__What to work on__
Below are the records; restate all of them exactly.

__Supplied records__

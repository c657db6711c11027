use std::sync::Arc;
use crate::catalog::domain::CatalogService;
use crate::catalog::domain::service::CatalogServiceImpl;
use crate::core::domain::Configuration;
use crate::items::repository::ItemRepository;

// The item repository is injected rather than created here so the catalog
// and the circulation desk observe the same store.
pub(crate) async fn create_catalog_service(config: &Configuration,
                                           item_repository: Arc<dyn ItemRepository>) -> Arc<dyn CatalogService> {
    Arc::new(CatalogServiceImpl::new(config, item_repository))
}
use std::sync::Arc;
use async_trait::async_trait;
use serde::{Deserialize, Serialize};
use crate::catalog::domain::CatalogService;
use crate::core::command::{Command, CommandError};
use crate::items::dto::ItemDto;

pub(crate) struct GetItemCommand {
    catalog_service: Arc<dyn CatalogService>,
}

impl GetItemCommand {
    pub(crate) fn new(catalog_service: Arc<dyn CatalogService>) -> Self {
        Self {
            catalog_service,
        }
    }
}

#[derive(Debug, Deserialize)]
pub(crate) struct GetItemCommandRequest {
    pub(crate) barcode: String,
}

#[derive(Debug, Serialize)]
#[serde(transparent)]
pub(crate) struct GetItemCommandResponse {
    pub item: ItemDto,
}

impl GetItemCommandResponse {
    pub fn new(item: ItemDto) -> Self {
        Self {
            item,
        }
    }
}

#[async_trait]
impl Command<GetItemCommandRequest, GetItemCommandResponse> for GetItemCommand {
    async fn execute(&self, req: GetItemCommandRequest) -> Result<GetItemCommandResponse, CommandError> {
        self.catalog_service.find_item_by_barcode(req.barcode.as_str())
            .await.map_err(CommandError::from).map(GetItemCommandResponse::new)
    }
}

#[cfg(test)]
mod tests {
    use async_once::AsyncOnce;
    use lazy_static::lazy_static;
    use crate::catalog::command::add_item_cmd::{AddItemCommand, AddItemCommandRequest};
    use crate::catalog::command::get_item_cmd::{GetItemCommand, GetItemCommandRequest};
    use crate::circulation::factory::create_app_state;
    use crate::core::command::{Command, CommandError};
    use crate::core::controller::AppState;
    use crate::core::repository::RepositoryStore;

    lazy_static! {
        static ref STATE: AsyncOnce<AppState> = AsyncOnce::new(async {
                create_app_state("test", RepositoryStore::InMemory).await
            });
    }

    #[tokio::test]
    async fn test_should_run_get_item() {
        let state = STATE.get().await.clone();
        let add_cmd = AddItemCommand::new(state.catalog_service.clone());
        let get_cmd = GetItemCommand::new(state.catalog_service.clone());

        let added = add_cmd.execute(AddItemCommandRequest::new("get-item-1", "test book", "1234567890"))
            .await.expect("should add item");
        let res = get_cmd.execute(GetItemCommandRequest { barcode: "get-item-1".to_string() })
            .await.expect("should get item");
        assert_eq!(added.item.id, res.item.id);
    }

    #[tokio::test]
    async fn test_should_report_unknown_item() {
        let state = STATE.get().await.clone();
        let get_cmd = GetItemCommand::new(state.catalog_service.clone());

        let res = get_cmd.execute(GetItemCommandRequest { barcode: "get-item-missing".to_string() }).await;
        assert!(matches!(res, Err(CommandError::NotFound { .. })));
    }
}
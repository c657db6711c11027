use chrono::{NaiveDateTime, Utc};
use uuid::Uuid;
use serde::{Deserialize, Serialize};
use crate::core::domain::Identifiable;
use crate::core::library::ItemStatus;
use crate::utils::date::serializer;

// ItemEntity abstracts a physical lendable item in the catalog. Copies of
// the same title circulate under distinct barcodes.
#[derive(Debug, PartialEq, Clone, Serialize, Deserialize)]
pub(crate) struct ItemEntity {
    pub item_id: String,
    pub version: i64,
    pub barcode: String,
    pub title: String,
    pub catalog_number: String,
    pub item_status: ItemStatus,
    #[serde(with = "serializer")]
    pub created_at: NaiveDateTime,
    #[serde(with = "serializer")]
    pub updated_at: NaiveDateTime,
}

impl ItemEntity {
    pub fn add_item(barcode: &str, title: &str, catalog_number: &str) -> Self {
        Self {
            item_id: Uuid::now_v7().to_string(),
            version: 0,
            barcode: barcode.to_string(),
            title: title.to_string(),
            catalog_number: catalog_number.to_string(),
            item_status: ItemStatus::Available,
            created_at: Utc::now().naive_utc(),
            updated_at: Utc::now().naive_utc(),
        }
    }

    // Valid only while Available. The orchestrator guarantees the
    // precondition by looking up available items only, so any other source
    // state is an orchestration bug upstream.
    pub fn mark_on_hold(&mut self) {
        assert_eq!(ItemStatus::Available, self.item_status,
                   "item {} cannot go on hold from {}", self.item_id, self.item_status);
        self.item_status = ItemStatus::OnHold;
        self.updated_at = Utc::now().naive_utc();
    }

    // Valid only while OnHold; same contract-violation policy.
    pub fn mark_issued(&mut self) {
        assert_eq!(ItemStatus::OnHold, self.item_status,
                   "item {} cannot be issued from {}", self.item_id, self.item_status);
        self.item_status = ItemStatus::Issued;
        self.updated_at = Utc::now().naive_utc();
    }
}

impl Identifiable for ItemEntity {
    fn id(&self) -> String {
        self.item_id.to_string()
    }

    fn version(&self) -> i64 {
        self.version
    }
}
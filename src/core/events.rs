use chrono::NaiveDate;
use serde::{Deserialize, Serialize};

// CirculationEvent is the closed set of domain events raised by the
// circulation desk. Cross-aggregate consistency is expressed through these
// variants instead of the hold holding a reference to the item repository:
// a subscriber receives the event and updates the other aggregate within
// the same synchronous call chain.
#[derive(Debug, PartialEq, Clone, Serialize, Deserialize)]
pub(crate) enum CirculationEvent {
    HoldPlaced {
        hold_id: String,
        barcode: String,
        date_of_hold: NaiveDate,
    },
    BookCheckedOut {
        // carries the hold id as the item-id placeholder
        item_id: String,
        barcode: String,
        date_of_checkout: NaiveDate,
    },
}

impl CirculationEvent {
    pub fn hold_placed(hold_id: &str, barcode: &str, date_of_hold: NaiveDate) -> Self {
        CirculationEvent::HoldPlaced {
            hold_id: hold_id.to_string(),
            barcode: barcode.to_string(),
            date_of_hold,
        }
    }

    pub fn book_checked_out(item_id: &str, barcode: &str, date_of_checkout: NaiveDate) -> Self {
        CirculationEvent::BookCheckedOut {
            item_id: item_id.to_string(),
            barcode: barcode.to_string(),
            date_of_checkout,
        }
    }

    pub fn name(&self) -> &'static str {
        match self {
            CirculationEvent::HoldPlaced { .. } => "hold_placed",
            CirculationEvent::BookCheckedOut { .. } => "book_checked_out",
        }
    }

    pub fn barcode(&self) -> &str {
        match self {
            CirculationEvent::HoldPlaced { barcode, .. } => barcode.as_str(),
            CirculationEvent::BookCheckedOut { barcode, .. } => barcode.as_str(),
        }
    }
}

__Solution to this task__
repository c657db6711c11027
use std::sync::Arc;
use crate::catalog::domain::CatalogService;
use crate::catalog::domain::service::CatalogServiceImpl;
use crate::core::domain::Configuration;
use crate::items::repository::ItemRepository;

// The item repository is injected rather than created here so the catalog
// and the circulation desk observe the same store.
pub(crate) async fn create_catalog_service(config: &Configuration,
                                           item_repository: Arc<dyn ItemRepository>) -> Arc<dyn CatalogService> {
    Arc::new(CatalogServiceImpl::new(config, item_repository))
}
use std::sync::Arc;
use async_trait::async_trait;
use serde::{Deserialize, Serialize};
use crate::catalog::domain::CatalogService;
use crate::core::command::{Command, CommandError};
use crate::items::dto::ItemDto;

pub(crate) struct GetItemCommand {
    catalog_service: Arc<dyn CatalogService>,
}

impl GetItemCommand {
    pub(crate) fn new(catalog_service: Arc<dyn CatalogService>) -> Self {
        Self {
            catalog_service,
        }
    }
}

#[derive(Debug, Deserialize)]
pub(crate) struct GetItemCommandRequest {
    pub(crate) barcode: String,
}

#[derive(Debug, Serialize)]
#[serde(transparent)]
pub(crate) struct GetItemCommandResponse {
    pub item: ItemDto,
}

impl GetItemCommandResponse {
    pub fn new(item: ItemDto) -> Self {
        Self {
            item,
        }
    }
}

#[async_trait]
impl Command<GetItemCommandRequest, GetItemCommandResponse> for GetItemCommand {
    async fn execute(&self, req: GetItemCommandRequest) -> Result<GetItemCommandResponse, CommandError> {
        self.catalog_service.find_item_by_barcode(req.barcode.as_str())
            .await.map_err(CommandError::from).map(GetItemCommandResponse::new)
    }
}

#[cfg(test)]
mod tests {
    use async_once::AsyncOnce;
    use lazy_static::lazy_static;
    use crate::catalog::command::add_item_cmd::{AddItemCommand, AddItemCommandRequest};
    use crate::catalog::command::get_item_cmd::{GetItemCommand, GetItemCommandRequest};
    use crate::circulation::factory::create_app_state;
    use crate::core::command::{Command, CommandError};
    use crate::core::controller::AppState;
    use crate::core::repository::RepositoryStore;

    lazy_static! {
        static ref STATE: AsyncOnce<AppState> = AsyncOnce::new(async {
                create_app_state("test", RepositoryStore::InMemory).await
            });
    }

    #[tokio::test]
    async fn test_should_run_get_item() {
        let state = STATE.get().await.clone();
        let add_cmd = AddItemCommand::new(state.catalog_service.clone());
        let get_cmd = GetItemCommand::new(state.catalog_service.clone());

        let added = add_cmd.execute(AddItemCommandRequest::new("get-item-1", "test book", "1234567890"))
            .await.expect("should add item");
        let res = get_cmd.execute(GetItemCommandRequest { barcode: "get-item-1".to_string() })
            .await.expect("should get item");
        assert_eq!(added.item.id, res.item.id);
    }

    #[tokio::test]
    async fn test_should_report_unknown_item() {
        let state = STATE.get().await.clone();
        let get_cmd = GetItemCommand::new(state.catalog_service.clone());

        let res = get_cmd.execute(GetItemCommandRequest { barcode: "get-item-missing".to_string() }).await;
        assert!(matches!(res, Err(CommandError::NotFound { .. })));
    }
}
repository c657db6711c11027
use chrono::{NaiveDateTime, Utc};
use uuid::Uuid;
use serde::{Deserialize, Serialize};
use crate::core::domain::Identifiable;
use crate::core::library::ItemStatus;
use crate::utils::date::serializer;

// ItemEntity abstracts a physical lendable item in the catalog. Copies of
// the same title circulate under distinct barcodes.
#[derive(Debug, PartialEq, Clone, Serialize, Deserialize)]
pub(crate) struct ItemEntity {
    pub item_id: String,
    pub version: i64,
    pub barcode: String,
    pub title: String,
    pub catalog_number: String,
    pub item_status: ItemStatus,
    #[serde(with = "serializer")]
    pub created_at: NaiveDateTime,
    #[serde(with = "serializer")]
    pub updated_at: NaiveDateTime,
}

impl ItemEntity {
    pub fn add_item(barcode: &str, title: &str, catalog_number: &str) -> Self {
        Self {
            item_id: Uuid::now_v7().to_string(),
            version: 0,
            barcode: barcode.to_string(),
            title: title.to_string(),
            catalog_number: catalog_number.to_string(),
            item_status: ItemStatus::Available,
            created_at: Utc::now().naive_utc(),
            updated_at: Utc::now().naive_utc(),
        }
    }

    // Valid only while Available. The orchestrator guarantees the
    // precondition by looking up available items only, so any other source
    // state is an orchestration bug upstream.
    pub fn mark_on_hold(&mut self) {
        assert_eq!(ItemStatus::Available, self.item_status,
                   "item {} cannot go on hold from {}", self.item_id, self.item_status);
        self.item_status = ItemStatus::OnHold;
        self.updated_at = Utc::now().naive_utc();
    }

    // Valid only while OnHold; same contract-violation policy.
    pub fn mark_issued(&mut self) {
        assert_eq!(ItemStatus::OnHold, self.item_status,
                   "item {} cannot be issued from {}", self.item_id, self.item_status);
        self.item_status = ItemStatus::Issued;
        self.updated_at = Utc::now().naive_utc();
    }
}

impl Identifiable for ItemEntity {
    fn id(&self) -> String {
        self.item_id.to_string()
    }

    fn version(&self) -> i64 {
        self.version
    }
}
filename src/core/events.rs
use chrono::NaiveDate;
use serde::{Deserialize, Serialize};

// CirculationEvent is the closed set of domain events raised by the
// circulation desk. Cross-aggregate consistency is expressed through these
// variants instead of the hold holding a reference to the item repository:
// a subscriber receives the event and updates the other aggregate within
// the same synchronous call chain.
#[derive(Debug, PartialEq, Clone, Serialize, Deserialize)]
pub(crate) enum CirculationEvent {
    HoldPlaced {
        hold_id: String,
        barcode: String,
        date_of_hold: NaiveDate,
    },
    BookCheckedOut {
        // carries the hold id as the item-id placeholder
        item_id: String,
        barcode: String,
        date_of_checkout: NaiveDate,
    },
}

impl CirculationEvent {
    pub fn hold_placed(hold_id: &str, barcode: &str, date_of_hold: NaiveDate) -> Self {
        CirculationEvent::HoldPlaced {
            hold_id: hold_id.to_string(),
            barcode: barcode.to_string(),
            date_of_hold,
        }
    }

    pub fn book_checked_out(item_id: &str, barcode: &str, date_of_checkout: NaiveDate) -> Self {
        CirculationEvent::BookCheckedOut {
            item_id: item_id.to_string(),
            barcode: barcode.to_string(),
            date_of_checkout,
        }
    }

    pub fn name(&self) -> &'static str {
        match self {
            CirculationEvent::HoldPlaced { .. } => "hold_placed",
            CirculationEvent::BookCheckedOut { .. } => "book_checked_out",
        }
    }

    pub fn barcode(&self) -> &str {
        match self {
            CirculationEvent::HoldPlaced { barcode, .. } => barcode.as_str(),
            CirculationEvent::BookCheckedOut { barcode, .. } => barcode.as_str(),
        }
    }
}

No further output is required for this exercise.